Tags: paediatrics, clinical-audit, healthcare-quality, blood-culture, documentation, patient-safety, nursing, medical-education
## Paediatric Blood Culture Documentation: Clinical Audit

- **Audit Lead:** Dr. Avery Jenkins
- **Objective:** Assess and improve documentation quality for paediatric blood culture collection based on UKHSA and NICE standards.

## Methodology
- Retrospective audit of 101 paediatric blood culture episodes using Cerner EPR data.
- Criteria included: Clinician name, time, site, technique, indication, and volume.

## Key Results
- **Compliance Gap:** All criteria fell below the 80% target.
- **Specific Rates:** Clinician documented in 36% of cases; site in 32%; technique in 29%.
- **Critical Findings:** 0% documentation for clinical indication and 0% for blood volume.
- **Documentation Split:** Phlebotomists (58%), Doctors (33%), others (9%).

## Clinical Impact
- Inadequate documentation leads to: 
  - Unnecessary antibiotic use
  - Prolonged hospital stays
  - Poor antimicrobial stewardship
  - Reduced patient safety due to inability to differentiate contamination from true infection.
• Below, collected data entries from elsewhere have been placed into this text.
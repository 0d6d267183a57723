use crate::config::Config;
use tallyguard::TrackingLog;

pub fn command_verify_chain(matches: &clap::ArgMatches, config: &Config) {
    let filename = match matches.value_of("INPUT") {
        Some(filename) => crate::expand(filename),
        None => {
            eprintln!("tallyguard verify-chain: input filename required");
            std::process::exit(1);
        }
    };

    let file_bytes = match std::fs::read(&filename) {
        Ok(bytes) => bytes,
        Err(e) => {
            eprintln!("tallyguard verify-chain: unable to read {}: {}", filename, e);
            std::process::exit(1);
        }
    };

    // Accept either a bare tracking log or a simulation report that embeds one
    let value: serde_json::Value = serde_json::from_slice(&file_bytes).unwrap_or_else(|e| {
        eprintln!("tallyguard verify-chain: unable to parse {}: {}", filename, e);
        std::process::exit(1);
    });
    let value = match value.get("tracking_log") {
        Some(inner) => inner.clone(),
        None => value,
    };
    let log: TrackingLog = serde_json::from_value(value).unwrap_or_else(|e| {
        eprintln!("tallyguard verify-chain: {} is not a tracking log: {}", filename, e);
        std::process::exit(1);
    });

    match log.verify(&config.group()) {
        Ok(()) => {
            tracing::info!(
                election = %log.election_id,
                ballots = log.entries.len(),
                "tracking chain verified"
            );
            println!("> Tracking chain for election {} verified OK", log.election_id);
            match log.entries.last() {
                Some(entry) => println!("  {} ballots, head {}", log.entries.len(), entry.code),
                None => println!("  no ballots, head {}", log.genesis),
            }
        }
        Err(e) => {
            eprintln!("tallyguard verify-chain: {}", e);
            std::process::exit(1);
        }
    }
}
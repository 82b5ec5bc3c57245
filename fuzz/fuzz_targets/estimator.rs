#![no_main]

use std::collections::HashSet;

use cvm_estimator::DistinctCounter;
use libfuzzer_sys::fuzz_target;
use wyhash::wyhash;

fuzz_target!(|data: &[u8]| {
    if data.is_empty() {
        return;
    }

    let chunks: Vec<&[u8]> = data.chunks(2).collect();
    let exact = chunks.iter().collect::<HashSet<_>>().len();
    let seed = wyhash(data, 0);

    // capacity covering the whole stream counts exactly
    let summary = DistinctCounter::with_capacity(chunks.len())
        .seed(seed)
        .run(chunks.iter(), chunks.len());
    assert_eq!(summary.estimate, exact);
    assert_eq!(summary.eviction_rounds, 0);

    let capacity = seed as usize % chunks.len();
    let summary = DistinctCounter::with_capacity(capacity)
        .seed(seed)
        .run(chunks.iter(), chunks.len());
    assert!(summary.retained <= capacity);
    assert_eq!(summary.elements, chunks.len());
    assert_eq!(
        summary.keep_probability,
        0.5f64.powi(summary.eviction_rounds as i32)
    );
});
## Action Plan & Recommendations
- **Cerner Auto-Text:** Introduce standardized templates for easier documentation.
- **Education:** Targeted staff teaching sessions on volume requirements and technique.
- **Volume Targets:** Neonates (0.5–1 mL), Infants (1–3 mL), Young Children (3–5 mL), Older Children (up to 10 mL).
- **Re-audit:** Planned within 2–4 weeks to ensure compliance reaches ≥80%.